The song was premiered on February 26, 2010, on spinner.com.

The song was debuted live for the first time on November 22, 2009, at the Slash & friends performance, where Slash was joined by Andrew Stockdale to play the song live, along with Dave Navarro, Chris Chaney and Travis Barker.

In April 2010, both Slash and Andrew Stockdale performed the song live on The Tonight Show, Lopez Tonight, and The Late Late Show with Craig Ferguson.

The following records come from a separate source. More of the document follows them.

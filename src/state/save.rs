//! Save format for exporting and importing the garden
//!
//! ```json
//! { "version": "1.0.0", "timestamp": 1718000000000, "state": { ... } }
//! ```
//!
//! Items are stored as [`ItemRecord`]s and their meshes rebuilt on import.

use serde::{Deserialize, Serialize};

use super::app_state::{AppState, StatePatch, ToolRef};
use super::manager::{GameStateManager, StateEvent};
use crate::core::clock::epoch_millis;
use crate::error::{GardenError, Result};
use crate::items::{Item, ItemRecord};

pub const SAVE_VERSION: &str = "1.0.0";

#[derive(Debug, Clone, PartialEq, Serialize, Deserialize)]
pub struct SaveData {
    /// Saves written without a version are read as the current one
    #[serde(default = "current_version")]
    pub version: String,
    #[serde(default)]
    pub timestamp: u64,
    #[serde(default)]
    pub state: Option<SavedState>,
}

#[derive(Debug, Clone, PartialEq, Serialize, Deserialize)]
#[serde(rename_all = "camelCase")]
pub struct SavedState {
    pub selected_tool: Option<ToolRef>,
    pub placed_items: Vec<ItemRecord>,
    pub is_night_mode: bool,
    pub is_loading: bool,
    pub tutorial_visible: bool,
}

fn current_version() -> String {
    SAVE_VERSION.to_string()
}

impl From<&AppState> for SavedState {
    fn from(state: &AppState) -> Self {
        Self {
            selected_tool: state.selected_tool.clone(),
            placed_items: state.placed_items.iter().map(Item::to_record).collect(),
            is_night_mode: state.is_night_mode,
            is_loading: state.is_loading,
            tutorial_visible: state.tutorial_visible,
        }
    }
}

impl SaveData {
    pub fn from_json(json: &str) -> Result<Self> {
        Ok(serde_json::from_str(json)?)
    }

    pub fn to_json(&self) -> Result<String> {
        Ok(serde_json::to_string_pretty(self)?)
    }

    /// Checks the version and that a state record is present
    pub fn validate(&self) -> Result<&SavedState> {
        let major = |version: &str| version.split('.').next().map(str::to_owned);
        if major(&self.version) != major(SAVE_VERSION) {
            return Err(GardenError::UnsupportedVersion(self.version.clone()));
        }
        self.state.as_ref().ok_or(GardenError::MissingState)
    }
}

impl GameStateManager {
    pub fn export_state(&self) -> SaveData {
        SaveData {
            version: SAVE_VERSION.to_string(),
            timestamp: epoch_millis(),
            state: Some(SavedState::from(self.state())),
        }
    }

    /// Replaces the whole state with a saved one
    ///
    /// Every item is rebuilt through `rebuild` before anything is touched, so
    /// an invalid payload leaves the current state as it was. The import is
    /// recorded in history like any other update.
    ///
    /// # Arguments
    /// * `data` - Parsed save payload
    /// * `rebuild` - Turns a record back into a live item, usually
    ///   [`ItemFactory::rebuild`](crate::items::ItemFactory::rebuild)
    pub fn import_state<F>(&mut self, data: &SaveData, mut rebuild: F) -> Result<()>
    where
        F: FnMut(&ItemRecord) -> Result<Item>,
    {
        let saved = data.validate()?;

        let mut items: Vec<Item> = Vec::with_capacity(saved.placed_items.len());
        for record in &saved.placed_items {
            if items.iter().any(|item| item.id() == &record.id) {
                log::warn!("Skipping duplicate item {} in save data", record.id);
                continue;
            }
            let mut item = rebuild(record)?;
            item.toggle_night_mode(saved.is_night_mode);
            items.push(item);
        }

        self.set_state(StatePatch::full(AppState {
            selected_tool: saved.selected_tool.clone(),
            placed_items: items,
            is_night_mode: saved.is_night_mode,
            is_loading: saved.is_loading,
            tutorial_visible: saved.tutorial_visible,
        }));
        log::info!("Imported {} items", self.placed_items().len());
        let snapshot = self.snapshot();
        self.emit(StateEvent::Imported(snapshot));
        Ok(())
    }

    pub fn export_json(&self) -> Result<String> {
        self.export_state().to_json()
    }

    pub fn import_json<F>(&mut self, json: &str, rebuild: F) -> Result<()>
    where
        F: FnMut(&ItemRecord) -> Result<Item>,
    {
        self.import_state(&SaveData::from_json(json)?, rebuild)
    }
}

#[cfg(test)]
mod tests {
    use super::*;
    use crate::gfx::resources::AssetManager;
    use crate::items::{DecorationKind, FlowerKind, ItemFactory, ItemKind, TreeKind};
    use crate::state::StateEventKind;
    use cgmath::Vector3;
    use std::cell::Cell;
    use std::rc::Rc;

    fn populated() -> (GameStateManager, ItemFactory, AssetManager) {
        let mut assets = AssetManager::with_seed(3);
        let mut factory = ItemFactory::with_seed(3);
        let mut manager = GameStateManager::default();

        let kinds = [
            ItemKind::Tree(TreeKind::Oak),
            ItemKind::Flower(FlowerKind::Tulip),
            ItemKind::Decoration(DecorationKind::Lamp),
        ];
        for (i, kind) in kinds.into_iter().enumerate() {
            let mut item = factory.create(&mut assets, kind, Vector3::new(i as f32 - 1.5, 0.0, 2.25));
            item.set_rotation_y(0.5 * i as f32);
            manager.add_item(item);
        }
        manager.set_selected_tool(Some(ToolRef::from(ItemKind::Tree(TreeKind::Pine))));
        manager.set_loading(false);
        manager.toggle_day_night();
        (manager, factory, assets)
    }

    #[test]
    fn test_round_trip_is_deep_equal() {
        let (mut manager, factory, mut assets) = populated();
        let original = manager.get_state();
        let json = manager.export_json().unwrap();

        manager.reset();
        manager
            .import_json(&json, |record| factory.rebuild(&mut assets, record))
            .unwrap();

        assert_eq!(manager.get_state(), original);
        let lamp = &manager.placed_items()[2];
        assert!(lamp.is_night_mode());
        assert!(lamp.lights().iter().all(|light| light.visible));
    }

    #[test]
    fn test_rebuilt_meshes_match() {
        let (mut manager, factory, mut assets) = populated();
        let before: Vec<_> = manager.placed_items().iter().map(|i| i.group().parts.len()).collect();
        let data = manager.export_state();

        manager
            .import_state(&data, |record| factory.rebuild(&mut assets, record))
            .unwrap();
        let after: Vec<_> = manager.placed_items().iter().map(|i| i.group().parts.len()).collect();
        assert_eq!(before, after);
    }

    #[test]
    fn test_missing_state_is_rejected_without_mutation() {
        let (mut manager, factory, mut assets) = populated();
        let before = manager.get_state();
        let history = manager.history_len();

        let err = manager
            .import_json(r#"{"version":"1.0.0","timestamp":0}"#, |record| {
                factory.rebuild(&mut assets, record)
            })
            .unwrap_err();
        assert!(matches!(err, GardenError::MissingState));
        assert_eq!(manager.get_state(), before);
        assert_eq!(manager.history_len(), history);
    }

    #[test]
    fn test_missing_version_reads_as_current() {
        let (mut manager, factory, mut assets) = populated();
        let original = manager.get_state();
        let mut value: serde_json::Value = serde_json::from_str(&manager.export_json().unwrap()).unwrap();
        value.as_object_mut().unwrap().remove("version");
        let json = value.to_string();

        assert_eq!(SaveData::from_json(&json).unwrap().version, SAVE_VERSION);
        manager.reset();
        manager
            .import_json(&json, |record| factory.rebuild(&mut assets, record))
            .unwrap();
        assert_eq!(manager.get_state(), original);

        // still needs a state record
        let err = SaveData::from_json(r#"{"timestamp":5}"#).unwrap().validate().unwrap_err();
        assert!(matches!(err, GardenError::MissingState));
    }

    #[test]
    fn test_foreign_major_version_is_rejected() {
        let (manager, _, _) = populated();
        let mut data = manager.export_state();
        data.version = "2.0.0".into();
        assert!(matches!(data.validate(), Err(GardenError::UnsupportedVersion(ref v)) if v == "2.0.0"));

        data.version = "1.4.2".into();
        assert!(data.validate().is_ok());
    }

    #[test]
    fn test_bad_record_aborts_import() {
        let (mut manager, factory, mut assets) = populated();
        let mut data = manager.export_state();
        if let Some(state) = data.state.as_mut() {
            state.placed_items[1].subtype = "cactus".into();
        }
        let before = manager.get_state();

        let result = manager.import_state(&data, |record| factory.rebuild(&mut assets, record));
        assert!(matches!(result, Err(GardenError::UnknownSubtype { .. })));
        assert_eq!(manager.get_state(), before);
    }

    #[test]
    fn test_import_emits_event() {
        let (mut manager, factory, mut assets) = populated();
        let data = manager.export_state();
        let imported = Rc::new(Cell::new(0));
        let counter = Rc::clone(&imported);
        manager.on(StateEventKind::Imported, move |_| {
            counter.set(counter.get() + 1);
            Ok(())
        });

        manager
            .import_state(&data, |record| factory.rebuild(&mut assets, record))
            .unwrap();
        assert_eq!(imported.get(), 1);
    }

    #[test]
    fn test_json_shape() {
        let (manager, _, _) = populated();
        let value: serde_json::Value = serde_json::from_str(&manager.export_json().unwrap()).unwrap();
        assert_eq!(value["version"], "1.0.0");
        assert!(value["timestamp"].as_u64().unwrap() > 0);
        let state = &value["state"];
        assert_eq!(state["isNightMode"], true);
        assert_eq!(state["selectedTool"]["category"], "tree");
        assert_eq!(state["placedItems"][0]["subtype"], "oak");
        assert!(state["placedItems"][0]["seed"].is_u64());
    }
}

It was also performed by Wolfmother with Slash as a special guest in Los Angeles on November 24, 2009 and without Slash in Italy on June 7, 2011

==Charts==

| Chart (2010) | Peak position |
|---|---|
| US Hot Rock & Alternative Songs (Billboard) | 41 |

==Personnel==
- Slash - guitars
- Andrew Stockdale - lead vocals
- Chris Chaney - bass
- Josh Freese - drums
- Lenny Castro - percussion

==See also==
- "Sahara" (single)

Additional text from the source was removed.